Crain believes President Clinton’s “call to arms is built on the premise that ad people somehow are able to divine what the truth is. The truth is what the client says it is, and the client doesn’t have any inside pipeline to the truth either.”
Of course, I do understand where Crain is coming from. He’s trying to reflect the reality on the ground, not the dream from the dais. Be that as it may, the truth is not what the client says it is. The truth is the truth.

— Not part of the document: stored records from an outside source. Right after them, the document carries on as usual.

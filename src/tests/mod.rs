mod scenario;

use std::{collections::HashMap, path::Path, sync::Arc};

use crate::{
    animals::{Animal, AnimalManager, AnimalTable, AnimalType},
    app::{App, Providers},
    config::Config,
    embedding::{ChatProvider, EmbeddingProvider, ProviderError},
};

/// Embeds an animal by the breed in its description. Unknown breeds get no vector.
pub struct BreedEmbedder {
    vectors: HashMap<String, Vec<f32>>,
}

impl BreedEmbedder {
    pub fn new(vectors: &[(&str, Vec<f32>)]) -> Self {
        Self {
            vectors: vectors
                .iter()
                .map(|(breed, v)| (breed.to_string(), v.clone()))
                .collect(),
        }
    }
}

impl EmbeddingProvider for BreedEmbedder {
    fn embed_texts(&self, texts: &[String]) -> Result<Vec<Vec<f32>>, ProviderError> {
        Ok(texts
            .iter()
            .filter_map(|text| {
                let breed = text
                    .split(". ")
                    .find_map(|segment| segment.strip_prefix("breed: "))?;
                self.vectors.get(breed).cloned()
            })
            .collect())
    }

    fn name(&self) -> &str {
        "breed-embedder"
    }
}

pub struct CannedChat(pub String);

impl ChatProvider for CannedChat {
    fn complete(&self, _system_prompt: &str, _user_content: &str) -> Result<String, ProviderError> {
        Ok(self.0.clone())
    }
}

/// Creates an isolated App in its own temp directory.
pub fn create_app(
    embedder: BreedEmbedder,
    chat: Option<CannedChat>,
) -> (App, tempfile::TempDir) {
    let tmp = tempfile::tempdir().expect("failed to create temp dir");
    let base_path = tmp.path().to_str().unwrap().to_string();
    let config = Config::load_with(&base_path).expect("failed to load config");

    let providers = Providers {
        embedding: Arc::new(embedder),
        chat: chat.map(|c| Arc::new(c) as Arc<dyn ChatProvider>),
    };

    let app = App::open(config, providers).expect("failed to open app");
    (app, tmp)
}

pub fn dog(id: &str, breed: &str) -> Animal {
    Animal {
        desertion_no: id.to_string(),
        animal_type: Some(AnimalType::Dog),
        breed_name: Some(breed.to_string()),
        ..Default::default()
    }
}

/// Imports animals through a CSV the same way the CLI does.
pub fn seed_animals(app: &App, dir: &Path, animals: Vec<Animal>) {
    let path = dir.join("import.csv");
    let staging = AnimalTable::load(&path).unwrap();
    for animal in animals {
        staging.upsert(animal).unwrap();
    }
    app.import_animals(&path).unwrap();
}

/// Three animals with orthogonal 3-d embeddings already generated, and one user.
pub fn abc_app() -> (App, tempfile::TempDir, u64) {
    let embedder = BreedEmbedder::new(&[
        ("alpha", vec![1.0, 0.0, 0.0]),
        ("beta", vec![0.0, 1.0, 0.0]),
        ("gamma", vec![0.0, 0.0, 1.0]),
    ]);
    let (app, tmp) = create_app(embedder, None);
    seed_animals(
        &app,
        tmp.path(),
        vec![dog("A", "alpha"), dog("B", "beta"), dog("C", "gamma")],
    );

    let report = app.generate_all_embeddings().unwrap();
    assert_eq!(report.counts().success_count, 3);

    let user = app.add_user("tester").unwrap();
    (app, tmp, user.id)
}
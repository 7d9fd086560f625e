//! User interest signals: implicit detail-view dwell events and explicit likes.

use std::path::Path;

use chrono::{DateTime, Utc};
use serde::{Deserialize, Serialize};

use crate::{csv_table::CsvTable, eid::Eid};

/// One detail view of an animal. Append-only; repeated views all count.
#[derive(Debug, Clone, PartialEq, Serialize, Deserialize)]
pub struct InterestEvent {
    pub id: Eid,
    pub user_id: u64,
    pub entity_id: String,
    pub dwell_seconds: u32,
    pub timestamp: DateTime<Utc>,
}

impl InterestEvent {
    pub fn new(user_id: u64, entity_id: &str, dwell_seconds: u32) -> Self {
        Self {
            id: Eid::new(),
            user_id,
            entity_id: entity_id.to_string(),
            dwell_seconds,
            timestamp: Utc::now(),
        }
    }
}

/// Explicit like flag. One live record per (user, entity), last write wins.
#[derive(Debug, Clone, PartialEq, Eq, Serialize, Deserialize)]
pub struct LikeFlag {
    pub user_id: u64,
    pub entity_id: String,
    pub liked: bool,
}

pub trait EventLog: Send + Sync {
    fn append(&self, event: InterestEvent) -> anyhow::Result<()>;
    fn find_by_user(&self, user_id: u64) -> anyhow::Result<Vec<InterestEvent>>;
}

pub trait LikeStore: Send + Sync {
    fn set(&self, flag: LikeFlag) -> anyhow::Result<()>;
    fn find_by_user(&self, user_id: u64) -> anyhow::Result<Vec<LikeFlag>>;

    fn find_liked_by_user(&self, user_id: u64) -> anyhow::Result<Vec<LikeFlag>> {
        Ok(self
            .find_by_user(user_id)?
            .into_iter()
            .filter(|flag| flag.liked)
            .collect())
    }
}

pub struct EventTable {
    table: CsvTable<InterestEvent>,
}

impl EventTable {
    pub fn load(path: impl AsRef<Path>) -> anyhow::Result<Self> {
        Ok(Self {
            table: CsvTable::load(path)?,
        })
    }
}

impl EventLog for EventTable {
    fn append(&self, event: InterestEvent) -> anyhow::Result<()> {
        log::debug!(
            "interest event user={} entity={} dwell={}s",
            event.user_id,
            event.entity_id,
            event.dwell_seconds
        );
        self.table.modify(|rows| rows.push(event))
    }

    fn find_by_user(&self, user_id: u64) -> anyhow::Result<Vec<InterestEvent>> {
        Ok(self
            .table
            .read()?
            .iter()
            .filter(|e| e.user_id == user_id)
            .cloned()
            .collect())
    }
}

pub struct LikeTable {
    table: CsvTable<LikeFlag>,
}

impl LikeTable {
    pub fn load(path: impl AsRef<Path>) -> anyhow::Result<Self> {
        Ok(Self {
            table: CsvTable::load(path)?,
        })
    }
}

impl LikeStore for LikeTable {
    fn set(&self, flag: LikeFlag) -> anyhow::Result<()> {
        self.table.modify(|rows| {
            match rows
                .iter_mut()
                .find(|f| f.user_id == flag.user_id && f.entity_id == flag.entity_id)
            {
                Some(existing) => existing.liked = flag.liked,
                None => rows.push(flag),
            }
        })
    }

    fn find_by_user(&self, user_id: u64) -> anyhow::Result<Vec<LikeFlag>> {
        Ok(self
            .table
            .read()?
            .iter()
            .filter(|f| f.user_id == user_id)
            .cloned()
            .collect())
    }
}
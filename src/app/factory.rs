use crate::{
    config::{Config, EmbeddingBackend},
    embedding::{
        ChatProvider, ClientConfig, EmbeddingProvider, ProviderError, RemoteChatProvider,
        RemoteEmbeddingProvider,
    },
};
use anyhow::{anyhow, Context, Result};
use homedir::my_home;
use std::sync::Arc;

pub const BASE_PATH_ENV: &str = "PETMATCH_BASE_PATH";

/// External model clients, built once per process.
#[derive(Clone)]
pub struct Providers {
    pub embedding: Arc<dyn EmbeddingProvider>,
    pub chat: Option<Arc<dyn ChatProvider>>,
}

impl Providers {
    /// Build providers from the loaded config. Must run outside of an async
    /// runtime: the remote clients are blocking.
    pub fn from_config(config: &Config) -> Result<Self, ProviderError> {
        let client = ClientConfig::from(&config.provider);
        log::debug!("provider client: {client:?}");

        let embedding: Arc<dyn EmbeddingProvider> = match config.embedding.backend {
            EmbeddingBackend::Remote => Arc::new(RemoteEmbeddingProvider::new(client.clone())?),
            EmbeddingBackend::Local => Self::local_embedding(config)?,
        };

        let chat: Arc<dyn ChatProvider> = Arc::new(RemoteChatProvider::new(client)?);

        Ok(Self {
            embedding,
            chat: Some(chat),
        })
    }

    #[cfg(feature = "local-embeddings")]
    fn local_embedding(config: &Config) -> Result<Arc<dyn EmbeddingProvider>, ProviderError> {
        use crate::embedding::local::LocalEmbeddingProvider;

        let provider = LocalEmbeddingProvider::new(
            &config.embedding.local_model,
            std::path::Path::new(config.base_path()),
        )?;
        Ok(Arc::new(provider))
    }

    #[cfg(not(feature = "local-embeddings"))]
    fn local_embedding(_config: &Config) -> Result<Arc<dyn EmbeddingProvider>, ProviderError> {
        Err(ProviderError::Config(
            "embedding.backend is 'local' but petmatch was built without the local-embeddings feature"
                .to_string(),
        ))
    }
}

/// `PETMATCH_BASE_PATH`, or `~/.local/share/petmatch`. Created if missing.
pub fn base_path() -> Result<String> {
    let base_path = match std::env::var(BASE_PATH_ENV) {
        Ok(path) => path,
        Err(_) => {
            let home = my_home()
                .map_err(|err| anyhow!("couldnt find home dir: {err:?}"))?
                .context("couldnt find home dir")?;
            format!("{}/.local/share/petmatch", home.to_string_lossy())
        }
    };

    // Ensure base directory exists
    std::fs::create_dir_all(&base_path)
        .with_context(|| format!("Failed to create application base directory {base_path}"))?;

    Ok(base_path)
}

#[cfg(test)]
mod tests {
    use super::*;

    #[test]
    fn test_remote_providers_build_without_network() {
        let providers = Providers::from_config(&Config::default()).unwrap();
        assert_eq!(providers.embedding.name(), "embedding-passage");
        assert!(providers.chat.is_some());
    }

    #[cfg(not(feature = "local-embeddings"))]
    #[test]
    fn test_local_backend_requires_feature() {
        let mut config = Config::default();
        config.embedding.backend = EmbeddingBackend::Local;
        assert!(matches!(
            Providers::from_config(&config),
            Err(ProviderError::Config(_))
        ));
    }
}
//! In-process embedding provider backed by fastembed.
//!
//! Lets the recommender run without a remote embedding API:
//! - Model downloaded into `<base>/models` on first use
//! - Same [`EmbeddingProvider`] contract as the remote client

use fastembed::{EmbeddingModel, InitOptions, TextEmbedding};
use std::path::Path;
use std::sync::Mutex;

use super::provider::{EmbeddingProvider, ProviderError};

/// `embedding.local_model` values, matched case-insensitively.
const SUPPORTED_MODELS: &[(&str, EmbeddingModel)] = &[
    ("all-minilm-l6-v2", EmbeddingModel::AllMiniLML6V2),
    ("bge-small-en-v1.5", EmbeddingModel::BGESmallENV15),
    ("bge-base-en-v1.5", EmbeddingModel::BGEBaseENV15),
    ("bge-large-en-v1.5", EmbeddingModel::BGELargeENV15),
    ("multilingual-e5-small", EmbeddingModel::MultilingualE5Small),
    ("multilingual-e5-base", EmbeddingModel::MultilingualE5Base),
];

/// `TextEmbedding::embed` takes `&mut self`, hence the Mutex.
pub struct LocalEmbeddingProvider {
    model: Mutex<TextEmbedding>,
    model_name: String,
}

impl LocalEmbeddingProvider {
    /// Load `model_name`, downloading it into `<base>/models` when missing.
    pub fn new(model_name: &str, base_dir: &Path) -> Result<Self, ProviderError> {
        let model = lookup_model(model_name)?;

        let models_dir = base_dir.join("models");
        std::fs::create_dir_all(&models_dir).map_err(|err| {
            ProviderError::Config(format!(
                "couldnt create {}: {err}",
                models_dir.display()
            ))
        })?;

        let options = InitOptions::new(model)
            .with_cache_dir(models_dir)
            .with_show_download_progress(true);

        let model = TextEmbedding::try_new(options).map_err(|err| {
            ProviderError::Config(format!("couldnt load local model '{model_name}': {err}"))
        })?;

        log::info!("loaded local embedding model '{model_name}'");

        Ok(Self {
            model: Mutex::new(model),
            model_name: model_name.to_string(),
        })
    }
}

fn lookup_model(name: &str) -> Result<EmbeddingModel, ProviderError> {
    let wanted = name.trim().to_lowercase();
    SUPPORTED_MODELS
        .iter()
        .find(|(key, _)| *key == wanted)
        .map(|(_, model)| model.clone())
        .ok_or_else(|| {
            let known: Vec<&str> = SUPPORTED_MODELS.iter().map(|(key, _)| *key).collect();
            ProviderError::Config(format!(
                "embedding.local_model '{name}' is not supported (one of: {})",
                known.join(", ")
            ))
        })
}

impl EmbeddingProvider for LocalEmbeddingProvider {
    fn embed_texts(&self, texts: &[String]) -> Result<Vec<Vec<f32>>, ProviderError> {
        if texts.is_empty() {
            return Ok(vec![]);
        }

        let mut model = self
            .model
            .lock()
            .map_err(|_| ProviderError::Transport("local model lock poisoned".to_string()))?;

        model
            .embed(texts.to_vec(), None)
            .map_err(|e| ProviderError::Transport(e.to_string()))
    }

    fn name(&self) -> &str {
        &self.model_name
    }
}

#[cfg(test)]
mod tests {
    use super::*;

    #[test]
    fn test_model_lookup_ignores_case() {
        assert!(lookup_model("BGE-Base-EN-v1.5").is_ok());
        assert!(lookup_model(" all-MiniLM-L6-v2 ").is_ok());
    }

    #[test]
    fn test_invalid_model_name() {
        let tmp = tempfile::tempdir().unwrap();
        let result = LocalEmbeddingProvider::new("nonexistent-model", tmp.path());
        assert!(matches!(result, Err(ProviderError::Config(_))));
    }

    #[test]
    #[ignore = "requires model download"]
    fn test_embedding_generation() {
        let tmp = tempfile::tempdir().unwrap();
        let provider = LocalEmbeddingProvider::new("all-MiniLM-L6-v2", tmp.path()).unwrap();

        let vectors = provider
            .embed_texts(&["type: dog. breed: maltese".to_string()])
            .unwrap();
        assert_eq!(vectors.len(), 1);
        assert_eq!(vectors[0].len(), 384);
    }
}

Historically, ad men and women have been employed by clients to promote false claims about their products and services. Often times the false claims are ridiculous and relatively harmless. Take Coors Light’s claim that it is the coldest beer on the market. I’m sure the beer execs in Golden, Colorado have the supporting facts to back their odd claim, but who cares? No one’s being hurt by the stretching of this “truth.”
In other cases, the client’s version of truth does indeed beg to be challenged, particularly in this age of real time communication and radical transparency. Imagine the balls it took for Crispin to tell Domino’s their pizza was the problem, not their advertising. Crispin did that because their goal is to disrupt the category, and they possess a supreme confidence that they could replace Domino’s with another big client, should push come to shove. Most agencies lack this kind of confidence and that’s where Crain’s line, “the truth is what the client says it is” comes from. If Domino’s had a different agency, they’d still be stuck making mediocre pizzas.
We need more bravery in this business, not more rationalizing and excuse making. It is not Crain’s job to be an idealist. But there’s no reason for those of us who actually work in MarCom to accept his deeply cynical worldview, or anything less than the truth from ourselves and our clients.